Figure 8.1 A chart parse

VP (rule 1)
VP (rule 2)
V1	NP	PP
V2	NP

Looking Ahead

The second approach to resolving structural ambiguities in the parse would be to expand the parsing window so that the parser can see several words ahead rather than just the next word. This window is referred to as a ‘buffer’, and commonly holds the next three words in the input. Applying the look-ahead approach to our structurally ambiguous sentence ‘Move the egg in the bowl’, we can begin at the point where the parser has constructed a verb phrase node after scanning the initial verb. The parse would then be ‘VP –> V’. The buffer would contain the three constituents following the verb, namely DET, N, and P. Rather than immediately trying to attach the determiner to the verb phrase parse, a look-ahead parser would first try to construct a constituent out of the constituents in its buffer. Since the buffer contains a preposition, the parser could construct a noun phrase that contains an embedded prepositional phrase (our second rule). After looking for further elements of the prepositional phrase in the input, the parser could reduce the buffer constituents to a single NP, which could then be attached to the verb phrase as the direct object.

Parallel Parsing

The third option is to simply keep a list of the possible parses as the parser encounters each decision point. On encountering our example sentence, a parallel parser would add both the V NP PP parse and the V NP parse to its parse list. It could then report that both possibilities exist syntactically, and turn over the final decision on the parse to a semantic module. Parallel parsing offers the easiest way to simultaneously track all of the possible parses created by ambiguity, but in practice the number of possible parses can overwhelm the finite resources of the computer’s memory.

Partial Parsing

A final option is to limit the types of constituents the parser will attempt to work on. It may not be necessary to identify the exact syntactic structure of our verb phrase. Just knowing that it contains a noun phrase and a prepositional phrase may provide sufficient information for the operation of the program. The syntactic parser can pass this constituent information to a semantic module for the final decision on the structure of the verb phrase. Other sources of information, such as the verb’s subcategorization or statistical information about the verb’s common syntactic contexts, can also be used to guide the final parse decision.

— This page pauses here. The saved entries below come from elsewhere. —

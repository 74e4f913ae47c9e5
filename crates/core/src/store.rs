use std::collections::BTreeMap;
use std::fs;
use std::io::ErrorKind;
use std::path::PathBuf;
use std::sync::{Arc, Mutex};

use crate::catalog::SectorCatalog;
use crate::code::SectorCode;
use crate::error::CatalogError;

/// Parse a code-list CSV into a catalog. Expects a `code` header column;
/// blank cells are skipped.
pub fn load_codes_csv(year: u16, data: &str, file_label: &str) -> Result<SectorCatalog, CatalogError> {
    let mut reader = csv::ReaderBuilder::new()
        .trim(csv::Trim::All)
        .from_reader(data.as_bytes());

    let headers = reader
        .headers()
        .map_err(|e| CatalogError::Csv { file: file_label.to_string(), msg: e.to_string() })?
        .clone();
    let code_idx = headers
        .iter()
        .position(|h| h == "code")
        .ok_or_else(|| CatalogError::MissingColumn {
            file: file_label.to_string(),
            column: "code".to_string(),
        })?;

    let mut codes = Vec::new();
    for record in reader.records() {
        let record = record
            .map_err(|e| CatalogError::Csv { file: file_label.to_string(), msg: e.to_string() })?;
        let raw = record.get(code_idx).unwrap_or("").trim();
        if raw.is_empty() {
            continue;
        }
        codes.push(SectorCode::new(raw));
    }

    Ok(SectorCatalog::from_codes(year, codes))
}

/// Loads catalogs from `<dir>/naics_<year>.csv` and memoizes them per year,
/// so one run touching several years parses each code list once.
pub struct CatalogStore {
    dir: PathBuf,
    cache: Mutex<BTreeMap<u16, Arc<SectorCatalog>>>,
}

impl CatalogStore {
    pub fn new(dir: impl Into<PathBuf>) -> Self {
        CatalogStore { dir: dir.into(), cache: Mutex::new(BTreeMap::new()) }
    }

    /// Catalog for `year`, loading from disk on first use.
    pub fn get(&self, year: u16) -> Result<Arc<SectorCatalog>, CatalogError> {
        if let Some(hit) = self.lock_cache().get(&year) {
            log::debug!("catalog cache hit for {year}");
            return Ok(Arc::clone(hit));
        }

        let path = self.dir.join(format!("naics_{year}.csv"));
        let data = fs::read_to_string(&path).map_err(|e| match e.kind() {
            ErrorKind::NotFound => CatalogError::UnknownYear(year),
            _ => CatalogError::Io(format!("{}: {e}", path.display())),
        })?;
        let catalog = Arc::new(load_codes_csv(year, &data, &path.display().to_string())?);
        log::debug!("loaded {} codes for {year} from {}", catalog.len(), path.display());

        self.lock_cache().insert(year, Arc::clone(&catalog));
        Ok(catalog)
    }

    /// Register a prebuilt catalog under its own year.
    pub fn put(&self, catalog: SectorCatalog) -> Arc<SectorCatalog> {
        let year = catalog.year();
        let catalog = Arc::new(catalog);
        self.lock_cache().insert(year, Arc::clone(&catalog));
        catalog
    }

    fn lock_cache(&self) -> std::sync::MutexGuard<'_, BTreeMap<u16, Arc<SectorCatalog>>> {
        self.cache.lock().unwrap_or_else(|poisoned| poisoned.into_inner())
    }
}

#[cfg(test)]
mod tests {
    use super::*;

    #[test]
    fn parses_code_column() {
        let csv = "code,description\n31,Manufacturing\n311,Food\n,blank\n";
        let cat = load_codes_csv(2017, csv, "test.csv").unwrap();
        assert_eq!(cat.len(), 2);
        assert!(cat.contains(&SectorCode::new("311")));
    }

    #[test]
    fn missing_code_column_is_an_error() {
        let csv = "sector,description\n31,Manufacturing\n";
        let err = load_codes_csv(2017, csv, "test.csv").unwrap_err();
        match err {
            CatalogError::MissingColumn { column, .. } => assert_eq!(column, "code"),
            other => panic!("unexpected error: {other}"),
        }
    }

    #[test]
    fn store_memoizes_prebuilt_catalogs() {
        let store = CatalogStore::new("/nonexistent");
        store.put(SectorCatalog::from_codes(2012, [SectorCode::new("31")]));
        let cat = store.get(2012).unwrap();
        assert_eq!(cat.year(), 2012);
        assert_eq!(cat.len(), 1);
    }

    #[test]
    fn unknown_year_reported() {
        let store = CatalogStore::new("/nonexistent");
        match store.get(1999) {
            Err(CatalogError::UnknownYear(1999)) => {}
            other => panic!("unexpected result: {other:?}"),
        }
    }
}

Certain constituents can be identified quite reliably, e.g.,

common nouns and their prenominal elements–the prenominal elements include every word between the determiner and the final noun in the group. This group does not include any following prepositional phrases, since these do not have an unambiguous attachment to the noun phrase.

auxiliary verbs and the main verb–the auxiliary verbs constitute a small lexical class with highly restricted sentence positions. The presence of an auxiliary verb makes it easy to identify the main verb in the sentence.

pronouns and proper nouns–pronouns also constitute a small lexical class that is commonly used in core syntactic relations such as subject and object. Proper nouns can be identified through the absence of determiners.

Partial parsing is commonly used in programs that automatically generate a summary of information in news articles, or that classify web documents. A full parse is unnecessary in these programs since the pertinent information can be found in the main syntactic constituents–the subject, verb and object.

Structural Ambiguity

We can now consider how to implement a parse procedure in Perl for our structurally ambiguous verb phrases that contain a noun phrase and a prepositional phrase. We need to allow for the possibility that a prepositional phrase will sometimes modify a noun and sometimes modify the verb. The solution is to include two definitions for noun phrases, one with and one without a following prepositional phrase.

$NP1 = ‘DET ADJ N’

$NP2 = ‘DET ADJ N( P DET ADJ N)*’

Since the verb phrase is the site of this ambiguity, we will be forced to define two types of verb phrases. This approach implements a parallel parse of the verb phrase. Figure 8.2 provides an example of a program that can process the structural ambiguities created by the attachment of prepositional phrases.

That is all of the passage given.